▶ THE RECORDS
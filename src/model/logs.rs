use time::OffsetDateTime;

#[derive(Clone, Debug, PartialEq)]
pub struct LogGroup {
    pub name: String,
    pub stored_bytes: u64,
    /// `None` means events never expire.
    pub retention_days: Option<u32>,
}

#[derive(Clone, Debug, PartialEq)]
pub struct LogStream {
    pub name: String,
    pub last_event: Option<OffsetDateTime>,
}

#[derive(Clone, Debug, PartialEq)]
pub struct LogEvent {
    pub timestamp: OffsetDateTime,
    pub message: String,
}
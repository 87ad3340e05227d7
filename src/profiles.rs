//! Named profiles from the shared credentials and config files.

use std::collections::BTreeMap;
use std::fs;
use std::io;
use std::path::{Path, PathBuf};

use anyhow::{Context, Result};

use crate::model::Profile;

const CREDENTIALS_ENV: &str = "AWS_SHARED_CREDENTIALS_FILE";
const CONFIG_ENV: &str = "AWS_CONFIG_FILE";

/// Where profiles are read from.
#[derive(Clone, Debug, PartialEq, Eq)]
pub struct ProfileSources {
    pub credentials: Option<PathBuf>,
    pub config: Option<PathBuf>,
}

impl ProfileSources {
    /// `~/.aws/credentials` and `~/.aws/config`, unless overridden by the
    /// usual environment variables.
    pub fn from_env() -> Self {
        let aws_dir = dirs::home_dir().map(|home| home.join(".aws"));
        let pick = |var: &str, file: &str| {
            std::env::var_os(var)
                .filter(|v| !v.is_empty())
                .map(PathBuf::from)
                .or_else(|| aws_dir.as_ref().map(|dir| dir.join(file)))
        };
        Self {
            credentials: pick(CREDENTIALS_ENV, "credentials"),
            config: pick(CONFIG_ENV, "config"),
        }
    }

    pub fn new(credentials: impl Into<PathBuf>, config: impl Into<PathBuf>) -> Self {
        Self {
            credentials: Some(credentials.into()),
            config: Some(config.into()),
        }
    }
}

type Sections = Vec<(String, BTreeMap<String, String>)>;

/// Minimal INI reader: `[section]` headers, `key = value` pairs, `#` and `;`
/// comment lines. Lines before the first header are ignored.
fn parse_ini(content: &str) -> Sections {
    let mut sections: Sections = Vec::new();
    let mut current: Option<usize> = None;
    for raw in content.lines() {
        let line = raw.trim();
        if line.is_empty() || line.starts_with('#') || line.starts_with(';') {
            continue;
        }
        if let Some(name) = line.strip_prefix('[').and_then(|l| l.strip_suffix(']')) {
            let name = name.trim().to_string();
            // A repeated header continues the earlier section.
            current = match sections.iter().position(|(n, _)| *n == name) {
                Some(at) => Some(at),
                None => {
                    sections.push((name, BTreeMap::new()));
                    Some(sections.len() - 1)
                }
            };
            continue;
        }
        let Some((key, value)) = line.split_once('=') else {
            continue;
        };
        if let Some((_, values)) = current.and_then(|at| sections.get_mut(at)) {
            values.insert(key.trim().to_string(), value.trim().to_string());
        }
    }
    sections
}

fn read_optional(path: Option<&Path>) -> Result<Option<String>> {
    let Some(path) = path else {
        return Ok(None);
    };
    match fs::read_to_string(path) {
        Ok(content) => Ok(Some(content)),
        Err(err) if err.kind() == io::ErrorKind::NotFound => Ok(None),
        Err(err) => Err(err).with_context(|| format!("read {}", path.display())),
    }
}

/// Maps a config-file section name to a profile name. Sections that are not
/// profiles (`sso-session x`, `services x`) yield `None`.
fn config_profile_name(section: &str) -> Option<&str> {
    if section == "default" {
        return Some("default");
    }
    section
        .strip_prefix("profile ")
        .map(str::trim)
        .filter(|name| !name.is_empty())
}

/// Merge both files into one list in first-seen order.
///
/// Credentials are read first; a region from the config file wins over one
/// from the credentials file. A missing file counts as empty.
pub fn enumerate_profiles(sources: &ProfileSources) -> Result<Vec<Profile>> {
    let mut profiles: Vec<Profile> = Vec::new();

    if let Some(content) = read_optional(sources.credentials.as_deref())? {
        for (section, values) in parse_ini(&content) {
            upsert(&mut profiles, &section, values.get("region").cloned());
        }
    }

    if let Some(content) = read_optional(sources.config.as_deref())? {
        for (section, values) in parse_ini(&content) {
            let Some(name) = config_profile_name(&section) else {
                tracing::debug!(section = %section, "skipping non-profile config section");
                continue;
            };
            upsert(&mut profiles, name, values.get("region").cloned());
        }
    }

    tracing::debug!(count = profiles.len(), "enumerated profiles");
    Ok(profiles)
}

fn upsert(profiles: &mut Vec<Profile>, name: &str, region: Option<String>) {
    match profiles.iter_mut().find(|p| p.name == name) {
        Some(existing) => {
            if region.is_some() {
                existing.region = region;
            }
        }
        None => profiles.push(Profile::new(name, region)),
    }
}

#[cfg(test)]
#[path = "tests/profiles_tests.rs"]
mod tests;
/// What a key press means, independent of the terminal.
#[derive(Clone, Copy, Debug, PartialEq, Eq)]
pub enum Intent {
    Up,
    Down,
    PageUp,
    PageDown,
    Home,
    End,
    Confirm,
    Cancel,
    Char(char),
    Backspace,
    Left,
    Right,
    Quit,
}
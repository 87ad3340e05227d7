//! Whole-collection fetches built from single provider calls.

use std::sync::Arc;

use crate::browser::{FetchMode, Fetched, collect_pages, fetch_all};
use crate::error::FetchError;
use crate::model::{
    Cluster, LogEvent, LogGroup, LogStream, Profile, Secret, Service, ServiceDetail, Task,
};
use crate::provider::{CLUSTER_BATCH, ResourceProvider, SERVICE_BATCH, TASK_BATCH};

pub type SharedProvider = Arc<dyn ResourceProvider>;

/// The first `cap` log groups whose names start with `prefix`.
pub async fn log_groups(
    provider: SharedProvider,
    profile: Profile,
    prefix: String,
    cap: usize,
) -> Result<Fetched<LogGroup>, FetchError> {
    let p = provider.as_ref();
    let prof = &profile;
    let prefix = Some(prefix.as_str()).filter(|s| !s.is_empty());
    collect_pages(
        move |token| p.list_log_groups(prof, prefix, token),
        FetchMode::Capped(cap),
    )
    .await
}

pub async fn log_streams(
    provider: SharedProvider,
    profile: Profile,
    group: String,
    limit: usize,
) -> Result<Fetched<LogStream>, FetchError> {
    let streams = provider.list_log_streams(&profile, &group, limit).await?;
    Ok(Fetched::complete(streams))
}

pub async fn log_events(
    provider: SharedProvider,
    profile: Profile,
    group: String,
    stream: String,
    limit: usize,
) -> Result<Fetched<LogEvent>, FetchError> {
    let events = provider.log_events(&profile, &group, &stream, limit).await?;
    Ok(Fetched::complete(events))
}

pub async fn clusters(
    provider: SharedProvider,
    profile: Profile,
) -> Result<Fetched<Cluster>, FetchError> {
    let p = provider.as_ref();
    let prof = &profile;
    fetch_all(
        move |token| p.list_clusters(prof, token),
        move |arns| p.describe_clusters(prof, arns),
        CLUSTER_BATCH,
        FetchMode::All,
    )
    .await
}

pub async fn services(
    provider: SharedProvider,
    profile: Profile,
    cluster: String,
) -> Result<Fetched<Service>, FetchError> {
    let p = provider.as_ref();
    let prof = &profile;
    let cluster = cluster.as_str();
    fetch_all(
        move |token| p.list_services(prof, cluster, token),
        move |arns| p.describe_services(prof, cluster, arns),
        SERVICE_BATCH,
        FetchMode::All,
    )
    .await
}

pub async fn tasks(
    provider: SharedProvider,
    profile: Profile,
    cluster: String,
    service: String,
) -> Result<Fetched<Task>, FetchError> {
    let p = provider.as_ref();
    let prof = &profile;
    let (cluster, service) = (cluster.as_str(), service.as_str());
    fetch_all(
        move |token| p.list_tasks(prof, cluster, service, token),
        move |arns| p.describe_tasks(prof, cluster, arns),
        TASK_BATCH,
        FetchMode::All,
    )
    .await
}

/// One service plus all of its tasks, fetched concurrently.
pub async fn service_detail(
    provider: SharedProvider,
    profile: Profile,
    cluster: String,
    service: String,
) -> Result<ServiceDetail, FetchError> {
    let describe = provider.describe_services(&profile, &cluster, vec![service.clone()]);
    let tasks = tasks(
        provider.clone(),
        profile.clone(),
        cluster.clone(),
        service.clone(),
    );
    let (described, tasks) = futures::try_join!(describe, tasks)?;

    let service = described
        .into_iter()
        .next()
        .ok_or_else(|| FetchError::NotFound(format!("service {service}")))?;
    Ok(ServiceDetail {
        service,
        tasks: tasks.items,
    })
}

pub async fn secrets(
    provider: SharedProvider,
    profile: Profile,
) -> Result<Fetched<Secret>, FetchError> {
    let p = provider.as_ref();
    let prof = &profile;
    collect_pages(move |token| p.list_secrets(prof, token), FetchMode::All).await
}

pub async fn secret_value(
    provider: SharedProvider,
    profile: Profile,
    arn: String,
) -> Result<String, FetchError> {
    provider.secret_value(&profile, &arn).await
}

pub async fn force_new_deployment(
    provider: SharedProvider,
    profile: Profile,
    cluster: String,
    service: String,
) -> Result<(), FetchError> {
    provider
        .force_new_deployment(&profile, &cluster, &service)
        .await
}

#[cfg(test)]
#[path = "tests/catalog_tests.rs"]
mod tests;
use time::OffsetDateTime;

#[derive(Clone, Debug, PartialEq)]
pub struct Cluster {
    pub arn: String,
    pub name: String,
    pub status: String,
    pub running_tasks: u32,
    pub pending_tasks: u32,
    pub active_services: u32,
}

#[derive(Clone, Debug, PartialEq)]
pub struct Service {
    pub arn: String,
    pub name: String,
    pub status: String,
    pub running: u32,
    pub pending: u32,
    pub desired: u32,
    pub deployments: Vec<Deployment>,
}

impl Service {
    /// The deployment currently rolling out or serving, if any.
    pub fn active_deployment(&self) -> Option<&Deployment> {
        self.deployments
            .iter()
            .find(|d| d.status == "PRIMARY" || d.status == "IN_PROGRESS")
    }
}

#[derive(Clone, Debug, PartialEq)]
pub struct Deployment {
    pub id: String,
    pub status: String,
    pub task_definition: String,
    pub running: u32,
    pub desired: u32,
    pub pending: u32,
    pub rollout_state: Option<String>,
    pub rollout_reason: Option<String>,
    pub created_at: Option<OffsetDateTime>,
    pub updated_at: Option<OffsetDateTime>,
}

impl Deployment {
    /// `family:revision` part of the task definition ARN.
    pub fn short_task_definition(&self) -> &str {
        match self.task_definition.split_once("task-definition/") {
            Some((_, rest)) if !rest.is_empty() => rest,
            _ => &self.task_definition,
        }
    }
}

#[derive(Clone, Debug, PartialEq)]
pub struct Task {
    pub arn: String,
    pub last_status: String,
    pub desired_status: String,
    pub task_definition: String,
}

/// A service together with its tasks, as shown on the detail screen.
#[derive(Clone, Debug, PartialEq)]
pub struct ServiceDetail {
    pub service: Service,
    pub tasks: Vec<Task>,
}

impl ServiceDetail {
    /// Number of tasks whose last status is `status`.
    pub fn count_tasks(&self, status: &str) -> usize {
        self.tasks.iter().filter(|t| t.last_status == status).count()
    }
}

▶ TASK GOAL
Repeat precisely, and with nothing added, every line from the one containing "pub fn short_task_definition(&self)" to the last line of the listing above.

▶ RESPONSE TO THIS TASK
    pub fn short_task_definition(&self) -> &str {
        match self.task_definition.split_once("task-definition/") {
            Some((_, rest)) if !rest.is_empty() => rest,
            _ => &self.task_definition,
        }
    }
}

#[derive(Clone, Debug, PartialEq)]
pub struct Task {
    pub arn: String,
    pub last_status: String,
    pub desired_status: String,
    pub task_definition: String,
}

/// A service together with its tasks, as shown on the detail screen.
#[derive(Clone, Debug, PartialEq)]
pub struct ServiceDetail {
    pub service: Service,
    pub tasks: Vec<Task>,
}

impl ServiceDetail {
    /// Number of tasks whose last status is `status`.
    pub fn count_tasks(&self, status: &str) -> usize {
        self.tasks.iter().filter(|t| t.last_status == status).count()
    }
}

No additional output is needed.